*** Block opens ***
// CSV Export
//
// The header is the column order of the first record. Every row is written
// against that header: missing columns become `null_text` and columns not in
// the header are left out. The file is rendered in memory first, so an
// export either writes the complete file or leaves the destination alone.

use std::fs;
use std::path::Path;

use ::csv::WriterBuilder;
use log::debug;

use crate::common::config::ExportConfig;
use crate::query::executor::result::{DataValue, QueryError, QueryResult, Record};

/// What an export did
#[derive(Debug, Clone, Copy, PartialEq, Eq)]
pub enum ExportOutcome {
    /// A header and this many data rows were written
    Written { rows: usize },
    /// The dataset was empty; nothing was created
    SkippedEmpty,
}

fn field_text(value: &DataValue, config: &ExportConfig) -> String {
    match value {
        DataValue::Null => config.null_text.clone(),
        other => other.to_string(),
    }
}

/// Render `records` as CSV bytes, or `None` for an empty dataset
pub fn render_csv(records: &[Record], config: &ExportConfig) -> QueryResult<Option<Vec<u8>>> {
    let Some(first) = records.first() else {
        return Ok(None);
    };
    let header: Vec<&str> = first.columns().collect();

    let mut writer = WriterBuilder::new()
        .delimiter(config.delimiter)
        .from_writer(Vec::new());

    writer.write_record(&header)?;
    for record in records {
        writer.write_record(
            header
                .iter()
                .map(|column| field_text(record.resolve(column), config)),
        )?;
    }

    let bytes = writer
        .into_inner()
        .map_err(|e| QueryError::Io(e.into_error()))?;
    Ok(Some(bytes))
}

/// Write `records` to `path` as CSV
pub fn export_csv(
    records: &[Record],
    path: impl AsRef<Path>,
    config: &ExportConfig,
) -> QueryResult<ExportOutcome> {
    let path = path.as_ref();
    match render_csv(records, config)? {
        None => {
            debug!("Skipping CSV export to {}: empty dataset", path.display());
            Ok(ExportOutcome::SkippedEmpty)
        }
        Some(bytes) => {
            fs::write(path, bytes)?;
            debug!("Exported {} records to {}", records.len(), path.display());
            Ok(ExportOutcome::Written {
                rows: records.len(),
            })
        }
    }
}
*** Block closes ***
Task requirements:
Every word of the data above should be given again, exactly as it stands.

Answer section:
// CSV Export
//
// The header is the column order of the first record. Every row is written
// against that header: missing columns become `null_text` and columns not in
// the header are left out. The file is rendered in memory first, so an
// export either writes the complete file or leaves the destination alone.

use std::fs;
use std::path::Path;

use ::csv::WriterBuilder;
use log::debug;

use crate::common::config::ExportConfig;
use crate::query::executor::result::{DataValue, QueryError, QueryResult, Record};

/// What an export did
#[derive(Debug, Clone, Copy, PartialEq, Eq)]
pub enum ExportOutcome {
    /// A header and this many data rows were written
    Written { rows: usize },
    /// The dataset was empty; nothing was created
    SkippedEmpty,
}

fn field_text(value: &DataValue, config: &ExportConfig) -> String {
    match value {
        DataValue::Null => config.null_text.clone(),
        other => other.to_string(),
    }
}

/// Render `records` as CSV bytes, or `None` for an empty dataset
pub fn render_csv(records: &[Record], config: &ExportConfig) -> QueryResult<Option<Vec<u8>>> {
    let Some(first) = records.first() else {
        return Ok(None);
    };
    let header: Vec<&str> = first.columns().collect();

    let mut writer = WriterBuilder::new()
        .delimiter(config.delimiter)
        .from_writer(Vec::new());

    writer.write_record(&header)?;
    for record in records {
        writer.write_record(
            header
                .iter()
                .map(|column| field_text(record.resolve(column), config)),
        )?;
    }

    let bytes = writer
        .into_inner()
        .map_err(|e| QueryError::Io(e.into_error()))?;
    Ok(Some(bytes))
}

/// Write `records` to `path` as CSV
pub fn export_csv(
    records: &[Record],
    path: impl AsRef<Path>,
    config: &ExportConfig,
) -> QueryResult<ExportOutcome> {
    let path = path.as_ref();
    match render_csv(records, config)? {
        None => {
            debug!("Skipping CSV export to {}: empty dataset", path.display());
            Ok(ExportOutcome::SkippedEmpty)
        }
        Some(bytes) => {
            fs::write(path, bytes)?;
            debug!("Exported {} records to {}", records.len(), path.display());
            Ok(ExportOutcome::Written {
                rows: records.len(),
            })
        }
    }
}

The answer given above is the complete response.